EXERCISE INSTRUCTIONS - Of the lines below, write out exactly those from the line with "filename src/config.rs" through the line with "pub enum Strategy", both included, and skip the rest.

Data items
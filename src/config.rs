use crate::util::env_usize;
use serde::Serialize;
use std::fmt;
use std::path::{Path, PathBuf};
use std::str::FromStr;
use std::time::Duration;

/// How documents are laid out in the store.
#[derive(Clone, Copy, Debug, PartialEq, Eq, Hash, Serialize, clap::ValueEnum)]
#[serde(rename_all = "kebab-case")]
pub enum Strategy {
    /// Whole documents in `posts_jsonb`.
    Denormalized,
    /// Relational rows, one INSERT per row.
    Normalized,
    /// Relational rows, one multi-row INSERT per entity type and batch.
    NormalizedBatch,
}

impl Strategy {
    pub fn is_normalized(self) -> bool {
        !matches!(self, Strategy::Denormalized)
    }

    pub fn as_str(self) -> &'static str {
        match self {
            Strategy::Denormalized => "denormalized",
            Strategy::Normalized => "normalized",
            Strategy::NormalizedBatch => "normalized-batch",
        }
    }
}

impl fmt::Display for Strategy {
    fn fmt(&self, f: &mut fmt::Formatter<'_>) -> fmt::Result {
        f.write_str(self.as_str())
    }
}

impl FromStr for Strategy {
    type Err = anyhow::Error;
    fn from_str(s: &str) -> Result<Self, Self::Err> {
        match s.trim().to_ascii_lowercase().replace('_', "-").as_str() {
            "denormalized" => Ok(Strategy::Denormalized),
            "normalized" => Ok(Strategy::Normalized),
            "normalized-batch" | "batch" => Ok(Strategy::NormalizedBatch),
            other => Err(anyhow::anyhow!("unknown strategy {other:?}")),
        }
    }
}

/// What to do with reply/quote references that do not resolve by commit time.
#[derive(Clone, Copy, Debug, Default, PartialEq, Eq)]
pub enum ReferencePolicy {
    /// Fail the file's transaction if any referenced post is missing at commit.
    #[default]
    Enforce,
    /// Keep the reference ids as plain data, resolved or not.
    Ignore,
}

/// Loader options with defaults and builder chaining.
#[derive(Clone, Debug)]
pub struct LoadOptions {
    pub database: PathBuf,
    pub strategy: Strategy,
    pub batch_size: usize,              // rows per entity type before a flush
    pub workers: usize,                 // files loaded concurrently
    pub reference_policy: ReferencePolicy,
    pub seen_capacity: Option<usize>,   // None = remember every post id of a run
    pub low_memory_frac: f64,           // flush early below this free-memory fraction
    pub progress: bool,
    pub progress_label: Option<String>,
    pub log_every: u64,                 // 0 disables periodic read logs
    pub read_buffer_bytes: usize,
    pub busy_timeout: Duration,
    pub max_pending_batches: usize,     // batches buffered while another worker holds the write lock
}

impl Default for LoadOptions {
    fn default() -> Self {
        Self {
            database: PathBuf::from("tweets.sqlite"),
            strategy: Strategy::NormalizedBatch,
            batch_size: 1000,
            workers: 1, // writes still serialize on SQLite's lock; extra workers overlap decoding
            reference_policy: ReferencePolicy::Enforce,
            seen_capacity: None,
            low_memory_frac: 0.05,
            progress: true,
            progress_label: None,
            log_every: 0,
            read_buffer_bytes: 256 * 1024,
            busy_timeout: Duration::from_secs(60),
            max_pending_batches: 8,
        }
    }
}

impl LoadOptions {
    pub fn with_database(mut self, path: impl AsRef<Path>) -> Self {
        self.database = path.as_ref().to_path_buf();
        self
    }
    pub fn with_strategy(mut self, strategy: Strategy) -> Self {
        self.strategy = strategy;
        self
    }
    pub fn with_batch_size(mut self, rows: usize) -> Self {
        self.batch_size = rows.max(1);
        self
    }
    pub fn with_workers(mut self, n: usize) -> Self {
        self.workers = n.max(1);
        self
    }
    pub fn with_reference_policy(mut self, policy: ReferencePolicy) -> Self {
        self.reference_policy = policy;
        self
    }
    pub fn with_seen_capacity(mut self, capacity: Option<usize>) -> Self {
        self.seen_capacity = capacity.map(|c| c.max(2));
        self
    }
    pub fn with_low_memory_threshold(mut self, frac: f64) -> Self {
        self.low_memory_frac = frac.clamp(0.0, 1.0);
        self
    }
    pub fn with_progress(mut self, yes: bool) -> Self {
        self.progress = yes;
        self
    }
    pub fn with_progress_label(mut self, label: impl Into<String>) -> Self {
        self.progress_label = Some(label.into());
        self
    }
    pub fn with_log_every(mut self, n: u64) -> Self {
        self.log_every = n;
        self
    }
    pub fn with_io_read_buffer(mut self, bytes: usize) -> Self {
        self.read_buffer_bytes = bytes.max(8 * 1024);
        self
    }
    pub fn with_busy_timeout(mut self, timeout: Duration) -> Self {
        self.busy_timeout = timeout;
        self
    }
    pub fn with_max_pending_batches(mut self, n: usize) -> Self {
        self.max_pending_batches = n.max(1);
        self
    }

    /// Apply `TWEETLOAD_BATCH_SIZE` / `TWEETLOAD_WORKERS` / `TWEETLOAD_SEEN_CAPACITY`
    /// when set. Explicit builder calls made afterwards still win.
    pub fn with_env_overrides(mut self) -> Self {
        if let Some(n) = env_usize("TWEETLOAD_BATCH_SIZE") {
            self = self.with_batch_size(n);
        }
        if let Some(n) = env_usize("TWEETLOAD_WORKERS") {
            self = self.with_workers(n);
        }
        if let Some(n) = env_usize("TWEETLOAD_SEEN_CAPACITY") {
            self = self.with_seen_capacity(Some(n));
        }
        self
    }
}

--

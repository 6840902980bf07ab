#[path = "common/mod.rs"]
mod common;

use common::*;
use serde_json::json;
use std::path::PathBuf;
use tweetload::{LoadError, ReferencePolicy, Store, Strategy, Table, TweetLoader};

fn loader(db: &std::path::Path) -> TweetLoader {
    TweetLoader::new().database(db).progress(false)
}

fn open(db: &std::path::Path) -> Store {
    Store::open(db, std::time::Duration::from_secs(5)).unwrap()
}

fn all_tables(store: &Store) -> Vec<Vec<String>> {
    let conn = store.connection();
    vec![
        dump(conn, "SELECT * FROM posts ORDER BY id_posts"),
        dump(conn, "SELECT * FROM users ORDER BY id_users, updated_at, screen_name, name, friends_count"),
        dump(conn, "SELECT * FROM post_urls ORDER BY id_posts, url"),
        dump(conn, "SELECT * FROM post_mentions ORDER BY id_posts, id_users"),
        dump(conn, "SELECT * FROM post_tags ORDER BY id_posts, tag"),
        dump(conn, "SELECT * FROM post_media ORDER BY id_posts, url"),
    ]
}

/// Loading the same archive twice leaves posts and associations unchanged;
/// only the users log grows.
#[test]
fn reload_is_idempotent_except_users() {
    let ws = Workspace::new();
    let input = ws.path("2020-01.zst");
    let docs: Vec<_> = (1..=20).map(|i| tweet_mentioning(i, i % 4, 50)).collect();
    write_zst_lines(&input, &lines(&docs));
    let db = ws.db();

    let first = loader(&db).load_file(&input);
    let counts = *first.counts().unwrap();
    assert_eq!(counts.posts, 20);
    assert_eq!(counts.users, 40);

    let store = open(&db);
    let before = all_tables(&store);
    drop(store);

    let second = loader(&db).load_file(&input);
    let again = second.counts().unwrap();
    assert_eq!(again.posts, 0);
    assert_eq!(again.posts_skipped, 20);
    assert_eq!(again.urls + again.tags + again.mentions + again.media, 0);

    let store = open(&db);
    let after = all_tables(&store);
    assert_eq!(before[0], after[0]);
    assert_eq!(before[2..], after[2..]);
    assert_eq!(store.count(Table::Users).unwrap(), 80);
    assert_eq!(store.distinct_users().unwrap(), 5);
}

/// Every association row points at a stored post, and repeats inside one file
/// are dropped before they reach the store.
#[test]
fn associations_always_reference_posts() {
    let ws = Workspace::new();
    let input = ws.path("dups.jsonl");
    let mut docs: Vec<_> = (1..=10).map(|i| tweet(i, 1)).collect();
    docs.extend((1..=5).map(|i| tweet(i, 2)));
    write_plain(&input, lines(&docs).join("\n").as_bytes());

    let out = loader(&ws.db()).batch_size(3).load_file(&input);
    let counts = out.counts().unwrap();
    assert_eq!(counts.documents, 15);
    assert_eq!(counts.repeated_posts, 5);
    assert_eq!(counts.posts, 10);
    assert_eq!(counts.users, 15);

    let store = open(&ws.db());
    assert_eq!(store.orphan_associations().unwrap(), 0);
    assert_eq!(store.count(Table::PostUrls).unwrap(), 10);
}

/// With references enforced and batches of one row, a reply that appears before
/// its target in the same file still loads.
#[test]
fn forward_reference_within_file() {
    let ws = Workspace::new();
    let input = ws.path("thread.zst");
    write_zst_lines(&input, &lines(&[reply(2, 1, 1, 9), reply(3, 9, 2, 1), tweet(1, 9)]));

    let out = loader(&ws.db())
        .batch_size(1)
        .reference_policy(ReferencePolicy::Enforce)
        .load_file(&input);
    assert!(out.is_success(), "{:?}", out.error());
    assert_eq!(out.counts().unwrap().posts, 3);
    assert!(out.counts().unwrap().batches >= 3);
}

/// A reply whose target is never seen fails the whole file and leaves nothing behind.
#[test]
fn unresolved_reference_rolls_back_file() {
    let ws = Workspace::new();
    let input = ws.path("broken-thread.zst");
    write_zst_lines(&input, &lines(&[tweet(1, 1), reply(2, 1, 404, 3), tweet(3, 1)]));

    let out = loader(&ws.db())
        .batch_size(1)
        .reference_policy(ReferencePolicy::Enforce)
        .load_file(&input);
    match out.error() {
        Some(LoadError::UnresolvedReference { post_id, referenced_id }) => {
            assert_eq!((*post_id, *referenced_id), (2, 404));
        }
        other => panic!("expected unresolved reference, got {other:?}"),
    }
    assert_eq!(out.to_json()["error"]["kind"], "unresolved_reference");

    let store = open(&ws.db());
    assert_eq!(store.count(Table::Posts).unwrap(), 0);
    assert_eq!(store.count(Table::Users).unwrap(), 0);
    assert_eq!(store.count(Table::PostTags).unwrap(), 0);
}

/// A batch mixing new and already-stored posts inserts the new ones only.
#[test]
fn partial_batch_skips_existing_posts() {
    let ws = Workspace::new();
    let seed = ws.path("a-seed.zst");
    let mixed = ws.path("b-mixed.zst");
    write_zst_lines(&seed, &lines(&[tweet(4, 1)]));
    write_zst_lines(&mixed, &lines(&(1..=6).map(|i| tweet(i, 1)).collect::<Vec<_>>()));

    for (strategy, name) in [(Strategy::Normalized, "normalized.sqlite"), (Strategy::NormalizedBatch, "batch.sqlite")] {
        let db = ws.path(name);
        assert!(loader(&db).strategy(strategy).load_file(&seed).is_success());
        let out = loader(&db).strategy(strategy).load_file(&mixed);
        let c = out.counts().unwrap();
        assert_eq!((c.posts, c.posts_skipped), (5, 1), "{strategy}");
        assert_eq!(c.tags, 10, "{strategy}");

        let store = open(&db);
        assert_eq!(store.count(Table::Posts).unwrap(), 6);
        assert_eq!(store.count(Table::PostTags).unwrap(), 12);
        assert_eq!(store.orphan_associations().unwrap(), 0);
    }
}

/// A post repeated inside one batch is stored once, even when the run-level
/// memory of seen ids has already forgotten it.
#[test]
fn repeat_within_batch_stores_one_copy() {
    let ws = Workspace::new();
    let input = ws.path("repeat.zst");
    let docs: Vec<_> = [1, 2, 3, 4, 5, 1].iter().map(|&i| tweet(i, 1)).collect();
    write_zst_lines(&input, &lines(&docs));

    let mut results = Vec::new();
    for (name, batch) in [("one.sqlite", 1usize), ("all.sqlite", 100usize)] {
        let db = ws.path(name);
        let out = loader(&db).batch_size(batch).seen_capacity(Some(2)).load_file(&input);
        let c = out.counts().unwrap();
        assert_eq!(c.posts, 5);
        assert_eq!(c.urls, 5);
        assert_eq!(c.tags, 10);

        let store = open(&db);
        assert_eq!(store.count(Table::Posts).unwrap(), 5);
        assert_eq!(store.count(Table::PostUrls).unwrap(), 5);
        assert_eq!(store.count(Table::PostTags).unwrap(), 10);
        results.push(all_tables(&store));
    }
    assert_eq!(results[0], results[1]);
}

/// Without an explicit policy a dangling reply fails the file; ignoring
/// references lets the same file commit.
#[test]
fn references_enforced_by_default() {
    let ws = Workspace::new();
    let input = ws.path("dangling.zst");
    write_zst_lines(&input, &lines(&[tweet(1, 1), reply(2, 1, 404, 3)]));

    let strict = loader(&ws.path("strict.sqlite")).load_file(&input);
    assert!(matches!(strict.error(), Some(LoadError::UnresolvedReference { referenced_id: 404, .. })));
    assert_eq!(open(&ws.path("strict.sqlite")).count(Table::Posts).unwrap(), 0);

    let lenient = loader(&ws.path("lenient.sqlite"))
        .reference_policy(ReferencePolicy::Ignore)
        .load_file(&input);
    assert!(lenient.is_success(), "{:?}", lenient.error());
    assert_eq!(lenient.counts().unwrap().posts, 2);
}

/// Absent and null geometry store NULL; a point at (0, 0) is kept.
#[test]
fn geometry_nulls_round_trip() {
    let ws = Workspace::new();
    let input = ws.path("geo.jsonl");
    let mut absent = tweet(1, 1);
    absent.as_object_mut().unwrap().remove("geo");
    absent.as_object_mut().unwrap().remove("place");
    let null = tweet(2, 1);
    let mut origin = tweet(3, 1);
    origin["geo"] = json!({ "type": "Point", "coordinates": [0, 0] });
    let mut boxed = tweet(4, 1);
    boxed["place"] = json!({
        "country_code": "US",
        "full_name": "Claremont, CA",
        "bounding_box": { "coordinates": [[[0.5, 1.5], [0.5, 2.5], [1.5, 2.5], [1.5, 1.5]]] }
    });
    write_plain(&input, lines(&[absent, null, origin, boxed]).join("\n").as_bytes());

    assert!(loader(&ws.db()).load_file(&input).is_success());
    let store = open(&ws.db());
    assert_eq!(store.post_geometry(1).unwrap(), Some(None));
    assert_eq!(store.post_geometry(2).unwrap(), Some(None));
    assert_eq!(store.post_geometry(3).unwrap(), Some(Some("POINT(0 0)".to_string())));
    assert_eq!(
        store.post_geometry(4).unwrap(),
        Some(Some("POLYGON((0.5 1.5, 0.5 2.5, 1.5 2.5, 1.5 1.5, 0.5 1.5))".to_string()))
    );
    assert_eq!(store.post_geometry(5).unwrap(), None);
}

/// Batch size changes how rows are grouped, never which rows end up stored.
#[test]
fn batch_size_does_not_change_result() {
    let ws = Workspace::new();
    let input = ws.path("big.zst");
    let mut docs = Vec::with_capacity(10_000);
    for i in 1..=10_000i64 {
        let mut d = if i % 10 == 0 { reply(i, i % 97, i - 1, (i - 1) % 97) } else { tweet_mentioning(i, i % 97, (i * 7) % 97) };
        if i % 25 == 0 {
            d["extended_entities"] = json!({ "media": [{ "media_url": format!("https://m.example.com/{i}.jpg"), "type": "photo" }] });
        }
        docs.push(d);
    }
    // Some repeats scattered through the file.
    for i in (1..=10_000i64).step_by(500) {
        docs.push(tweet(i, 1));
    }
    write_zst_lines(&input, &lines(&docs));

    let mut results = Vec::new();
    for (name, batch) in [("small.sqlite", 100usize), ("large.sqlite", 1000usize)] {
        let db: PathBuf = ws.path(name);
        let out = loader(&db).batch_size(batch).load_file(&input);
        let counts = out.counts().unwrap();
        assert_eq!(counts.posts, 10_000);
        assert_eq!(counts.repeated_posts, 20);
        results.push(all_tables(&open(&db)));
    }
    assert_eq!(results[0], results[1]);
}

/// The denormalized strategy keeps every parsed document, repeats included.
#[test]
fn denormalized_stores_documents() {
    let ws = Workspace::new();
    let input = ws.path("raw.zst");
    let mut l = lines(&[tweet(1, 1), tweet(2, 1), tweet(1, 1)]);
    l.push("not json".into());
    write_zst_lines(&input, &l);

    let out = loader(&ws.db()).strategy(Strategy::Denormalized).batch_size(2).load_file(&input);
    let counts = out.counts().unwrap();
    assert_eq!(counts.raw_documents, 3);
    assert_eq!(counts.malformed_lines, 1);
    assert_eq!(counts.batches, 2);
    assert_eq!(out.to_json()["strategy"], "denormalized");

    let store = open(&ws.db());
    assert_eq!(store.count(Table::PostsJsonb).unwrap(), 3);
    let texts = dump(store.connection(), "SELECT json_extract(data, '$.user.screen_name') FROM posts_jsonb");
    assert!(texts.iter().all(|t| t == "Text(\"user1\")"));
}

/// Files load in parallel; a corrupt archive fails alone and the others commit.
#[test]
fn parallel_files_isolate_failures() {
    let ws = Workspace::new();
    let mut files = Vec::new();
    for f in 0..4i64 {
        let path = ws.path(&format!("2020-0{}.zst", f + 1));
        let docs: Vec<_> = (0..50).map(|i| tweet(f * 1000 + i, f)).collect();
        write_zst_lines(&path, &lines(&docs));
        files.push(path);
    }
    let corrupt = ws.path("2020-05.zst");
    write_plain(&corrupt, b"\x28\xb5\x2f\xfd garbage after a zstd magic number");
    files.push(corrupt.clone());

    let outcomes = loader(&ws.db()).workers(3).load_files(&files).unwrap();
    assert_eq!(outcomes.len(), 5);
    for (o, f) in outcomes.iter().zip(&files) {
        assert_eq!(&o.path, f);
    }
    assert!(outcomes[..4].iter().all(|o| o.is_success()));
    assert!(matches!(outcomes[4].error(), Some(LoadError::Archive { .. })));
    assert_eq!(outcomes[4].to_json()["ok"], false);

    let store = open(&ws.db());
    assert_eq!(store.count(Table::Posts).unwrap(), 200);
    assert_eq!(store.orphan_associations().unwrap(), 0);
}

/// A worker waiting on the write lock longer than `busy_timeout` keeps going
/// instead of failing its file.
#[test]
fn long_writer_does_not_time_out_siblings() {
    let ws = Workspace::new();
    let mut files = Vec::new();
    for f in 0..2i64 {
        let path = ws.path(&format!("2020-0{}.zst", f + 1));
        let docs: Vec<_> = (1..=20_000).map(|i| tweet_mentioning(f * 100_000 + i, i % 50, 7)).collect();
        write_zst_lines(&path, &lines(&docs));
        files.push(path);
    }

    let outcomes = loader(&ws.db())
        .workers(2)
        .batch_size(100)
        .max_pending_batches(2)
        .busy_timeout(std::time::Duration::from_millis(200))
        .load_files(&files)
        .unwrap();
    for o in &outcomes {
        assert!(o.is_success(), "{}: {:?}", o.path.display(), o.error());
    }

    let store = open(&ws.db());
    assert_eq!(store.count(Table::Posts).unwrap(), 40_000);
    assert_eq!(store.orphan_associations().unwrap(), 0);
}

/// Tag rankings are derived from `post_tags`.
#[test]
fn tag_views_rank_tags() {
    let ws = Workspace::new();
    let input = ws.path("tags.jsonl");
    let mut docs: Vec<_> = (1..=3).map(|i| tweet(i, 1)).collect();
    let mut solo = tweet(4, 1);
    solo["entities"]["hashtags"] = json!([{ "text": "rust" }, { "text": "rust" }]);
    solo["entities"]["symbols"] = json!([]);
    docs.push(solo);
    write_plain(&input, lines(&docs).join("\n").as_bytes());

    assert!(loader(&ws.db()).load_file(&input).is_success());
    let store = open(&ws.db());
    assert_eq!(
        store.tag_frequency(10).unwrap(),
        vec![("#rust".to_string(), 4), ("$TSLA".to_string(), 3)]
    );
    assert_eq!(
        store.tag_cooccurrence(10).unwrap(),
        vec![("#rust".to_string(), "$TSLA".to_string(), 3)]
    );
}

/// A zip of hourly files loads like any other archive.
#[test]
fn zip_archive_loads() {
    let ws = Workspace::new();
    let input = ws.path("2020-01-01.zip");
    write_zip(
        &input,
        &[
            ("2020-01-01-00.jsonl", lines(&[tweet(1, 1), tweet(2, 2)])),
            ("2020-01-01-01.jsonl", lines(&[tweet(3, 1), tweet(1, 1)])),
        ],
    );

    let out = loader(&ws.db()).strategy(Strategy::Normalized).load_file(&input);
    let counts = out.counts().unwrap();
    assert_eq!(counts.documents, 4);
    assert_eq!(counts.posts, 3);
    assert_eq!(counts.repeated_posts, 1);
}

RESPONSE AREA -
filename src/config.rs
use crate::util::env_usize;
use serde::Serialize;
use std::fmt;
use std::path::{Path, PathBuf};
use std::str::FromStr;
use std::time::Duration;

/// How documents are laid out in the store.
#[derive(Clone, Copy, Debug, PartialEq, Eq, Hash, Serialize, clap::ValueEnum)]
#[serde(rename_all = "kebab-case")]
pub enum Strategy {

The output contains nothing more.